Here's my take - and I'm not a pro.
During long runs (15 miles plus) on a gradual hill of more than a quarter mile it can help the muscles around the top of your quads and hips area if you do extend the stride for a bit as it stops them (muscles) shortening and becoming tight through repetition. So, not always a case of shorten your stride.
On short steep hill reps or fast runs, keep your foot alignment the same as on the flat - avoid splaying out side ways like a penguin. This will increase your drive and knee lift. Don't worry about the arm pumping, this will follow suit depending on how hard you have decided to run.

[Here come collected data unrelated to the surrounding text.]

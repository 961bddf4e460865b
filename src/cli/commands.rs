//! Command definitions for the Pomodoro Cube CLI.
//!
//! Uses clap derive macro for argument parsing.

use clap::{Args, Parser, Subcommand};

use crate::faces::CubeMode;
use crate::intents::Intent;

/// Longest run accepted from the command line (100 hours).
const MAX_MINUTES: i64 = 6000;

// ============================================================================
// CLI Structure
// ============================================================================

/// Pomodoro Cube CLI - shared focus timer for every surface
#[derive(Parser, Debug)]
#[command(
    name = "pomodoro-cube",
    version,
    about = "Pomodoro Cube の共有タイマーを操作するCLI",
    long_about = "アプリ・ウィジェット・ロック画面・コンパニオンで共有される\n\
                  単一のフォーカスタイマーを操作します。",
    propagate_version = true
)]
pub struct Cli {
    /// Subcommand to execute
    #[command(subcommand)]
    pub command: Option<Commands>,

    /// Enable verbose output for debugging
    #[arg(short, long, global = true)]
    pub verbose: bool,
}

// ============================================================================
// Subcommands
// ============================================================================

/// Available subcommands
#[derive(Subcommand, Debug, Clone)]
pub enum Commands {
    /// Start a fresh timer
    Start(StartArgs),

    /// Start again with the last configured duration
    StartLast,

    /// Pause the running timer
    Pause,

    /// Resume a paused timer
    Resume,

    /// Stop the timer
    Stop,

    /// Show current timer status
    Status,

    /// Follow the timer live until it finishes
    Watch,

    /// Recompute and show the widget timeline
    Widget,

    /// List cube faces
    Faces {
        /// Preset set to list (defaults to the saved mode)
        #[arg(short, long, value_enum)]
        mode: Option<CubeMode>,
    },

    /// Switch the cube to another preset set and remember it (stops the timer)
    Mode {
        #[arg(value_enum)]
        mode: CubeMode,
    },

    /// Set the Custom face duration; restarts it if it is the active face
    Custom {
        /// Duration in minutes (1-6000)
        #[arg(value_parser = clap::value_parser!(u32).range(1..=MAX_MINUTES))]
        minutes: u32,
    },

    /// Run the companion-side listener and its own countdown
    Companion(CompanionArgs),

    /// Generate shell completion scripts
    Completions {
        /// Shell type for completion script
        #[arg(value_enum)]
        shell: clap_complete::Shell,
    },
}

impl Commands {
    /// The background action this command maps to, if it is a plain one.
    pub fn intent(&self) -> Option<Intent> {
        match self {
            Commands::Start(StartArgs {
                minutes: Some(minutes),
                ..
            }) => Some(Intent::StartWithDuration { minutes: *minutes }),
            Commands::Start(StartArgs { face: None, .. }) | Commands::StartLast => {
                Some(Intent::StartFromIdle)
            }
            Commands::Pause => Some(Intent::Pause),
            Commands::Resume => Some(Intent::Resume),
            Commands::Stop => Some(Intent::Stop),
            _ => None,
        }
    }
}

// ============================================================================
// Start Command Arguments
// ============================================================================

/// Arguments for the start command
///
/// Without `--minutes` or `--face` the last configured duration is used.
#[derive(Args, Debug, Clone, Default)]
pub struct StartArgs {
    /// Duration in minutes (1-6000)
    #[arg(
        short,
        long,
        conflicts_with = "face",
        value_parser = clap::value_parser!(u32).range(1..=MAX_MINUTES)
    )]
    pub minutes: Option<u32>,

    /// Name of the face to start (e.g. "Short Break")
    #[arg(short, long, value_parser = validate_face_name)]
    pub face: Option<String>,

    /// Preset set the face belongs to (defaults to the saved mode)
    #[arg(long, value_enum, requires = "face")]
    pub mode: Option<CubeMode>,
}

// ============================================================================
// Companion Command Arguments
// ============================================================================

/// Arguments for the companion command
#[derive(Args, Debug, Clone, Default)]
pub struct CompanionArgs {
    /// Companion preset to select (e.g. "Quick")
    #[arg(short, long, value_parser = validate_face_name)]
    pub face: Option<String>,

    /// Start the companion countdown right away
    #[arg(short, long)]
    pub start: bool,

    /// Exit when the companion countdown completes
    #[arg(long, requires = "start")]
    pub exit_on_finish: bool,
}

// ============================================================================
// Validation Functions
// ============================================================================

/// Validates the face name.
///
/// - Must not be blank
/// - Must not exceed 40 characters
fn validate_face_name(s: &str) -> Result<String, String> {
    if s.trim().is_empty() {
        return Err("フェイス名は空にできません".to_string());
    }
    if s.chars().count() > 40 {
        return Err("フェイス名は40文字以内にしてください".to_string());
    }
    Ok(s.to_string())
}

// ============================================================================
// Tests
// ============================================================================

#[cfg(test)]
mod tests {
    use super::*;

    mod cli_tests {
        use super::*;

        #[test]
        fn test_parse_no_args() {
            let cli = Cli::parse_from(["pomodoro-cube"]);
            assert!(cli.command.is_none());
            assert!(!cli.verbose);
        }

        #[test]
        fn test_parse_verbose_flag() {
            let cli = Cli::parse_from(["pomodoro-cube", "-v", "status"]);
            assert!(cli.verbose);
            assert!(matches!(cli.command, Some(Commands::Status)));
        }

        #[test]
        fn test_parse_simple_commands() {
            for (arg, expected) in [
                ("pause", Intent::Pause),
                ("resume", Intent::Resume),
                ("stop", Intent::Stop),
                ("start-last", Intent::StartFromIdle),
            ] {
                let cli = Cli::parse_from(["pomodoro-cube", arg]);
                assert_eq!(cli.command.unwrap().intent(), Some(expected), "{}", arg);
            }
        }

        #[test]
        fn test_parse_faces_mode_is_optional() {
            let cli = Cli::parse_from(["pomodoro-cube", "faces"]);
            assert!(matches!(cli.command, Some(Commands::Faces { mode: None })));

            let cli = Cli::parse_from(["pomodoro-cube", "faces", "--mode", "gym"]);
            assert!(matches!(
                cli.command,
                Some(Commands::Faces {
                    mode: Some(CubeMode::Gym)
                })
            ));
        }

        #[test]
        fn test_parse_custom_command() {
            let cli = Cli::parse_from(["pomodoro-cube", "custom", "12"]);
            assert!(matches!(cli.command, Some(Commands::Custom { minutes: 12 })));

            assert!(Cli::try_parse_from(["pomodoro-cube", "custom", "0"]).is_err());
        }

        #[test]
        fn test_parse_companion_args() {
            let cli = Cli::parse_from([
                "pomodoro-cube",
                "companion",
                "--face",
                "Quick",
                "--start",
                "--exit-on-finish",
            ]);
            match cli.command {
                Some(Commands::Companion(args)) => {
                    assert_eq!(args.face.as_deref(), Some("Quick"));
                    assert!(args.start);
                    assert!(args.exit_on_finish);
                }
                _ => panic!("Expected Companion command"),
            }

            let cli = Cli::parse_from(["pomodoro-cube", "companion"]);
            assert!(matches!(
                cli.command,
                Some(Commands::Companion(CompanionArgs { start: false, .. }))
            ));

            assert!(
                Cli::try_parse_from(["pomodoro-cube", "companion", "--exit-on-finish"]).is_err()
            );
        }

        #[test]
        fn test_parse_mode_command() {
            let cli = Cli::parse_from(["pomodoro-cube", "mode", "meditation"]);
            assert!(matches!(
                cli.command,
                Some(Commands::Mode {
                    mode: CubeMode::Meditation
                })
            ));
            assert!(cli.command.unwrap().intent().is_none());
        }
    }

    mod start_args_tests {
        use super::*;

        #[test]
        fn test_start_without_options_uses_last() {
            let cli = Cli::parse_from(["pomodoro-cube", "start"]);
            assert_eq!(cli.command.unwrap().intent(), Some(Intent::StartFromIdle));
        }

        #[test]
        fn test_start_with_minutes() {
            let cli = Cli::parse_from(["pomodoro-cube", "start", "--minutes", "5"]);
            assert_eq!(
                cli.command.unwrap().intent(),
                Some(Intent::StartWithDuration { minutes: 5 })
            );
        }

        #[test]
        fn test_start_with_face() {
            let cli = Cli::parse_from([
                "pomodoro-cube",
                "start",
                "--face",
                "HIIT",
                "--mode",
                "gym",
            ]);
            match cli.command {
                Some(Commands::Start(ref args)) => {
                    assert_eq!(args.face.as_deref(), Some("HIIT"));
                    assert_eq!(args.mode, Some(CubeMode::Gym));
                }
                _ => panic!("Expected Start command"),
            }
            assert!(cli.command.unwrap().intent().is_none());
        }

        #[test]
        fn test_minutes_and_face_conflict() {
            let result = Cli::try_parse_from([
                "pomodoro-cube",
                "start",
                "--minutes",
                "5",
                "--face",
                "Focus",
            ]);
            assert!(result.is_err());
        }

        #[test]
        fn test_minutes_out_of_range() {
            assert!(Cli::try_parse_from(["pomodoro-cube", "start", "-m", "0"]).is_err());
            assert!(Cli::try_parse_from(["pomodoro-cube", "start", "-m", "6001"]).is_err());
        }

        #[test]
        fn test_mode_requires_face() {
            let result = Cli::try_parse_from(["pomodoro-cube", "start", "--mode", "gym"]);
            assert!(result.is_err());
        }

        #[test]
        fn test_validate_face_name() {
            assert!(validate_face_name("Focus").is_ok());
            assert!(validate_face_name("   ").is_err());
            assert!(validate_face_name(&"x".repeat(41)).is_err());
        }
    }
}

On long gradual hill reps and fast runs, keep the foot alignment true and try and keep to your natural cadence as per flat surfaces.
Increasing your cadence on a hill can actually be a good thing depending on the length of the race or the type of terrain. Though, as others have said, some fell runners do walk and I certainly walked big hills in a recent trail marathon in order to save energy.
Down....
First off, a few dip reps (standing on a stair facing down - on one leg - dip so that the free leg just touches the floor at the base of the step and slowly back up * 10 each leg) will help build the muscles needed to let you take the breaks off going down hill.
Speed down hill is - IMHO - safer as your foot is never planted long enough to worry about a slip. Down hill is about commitment in my book.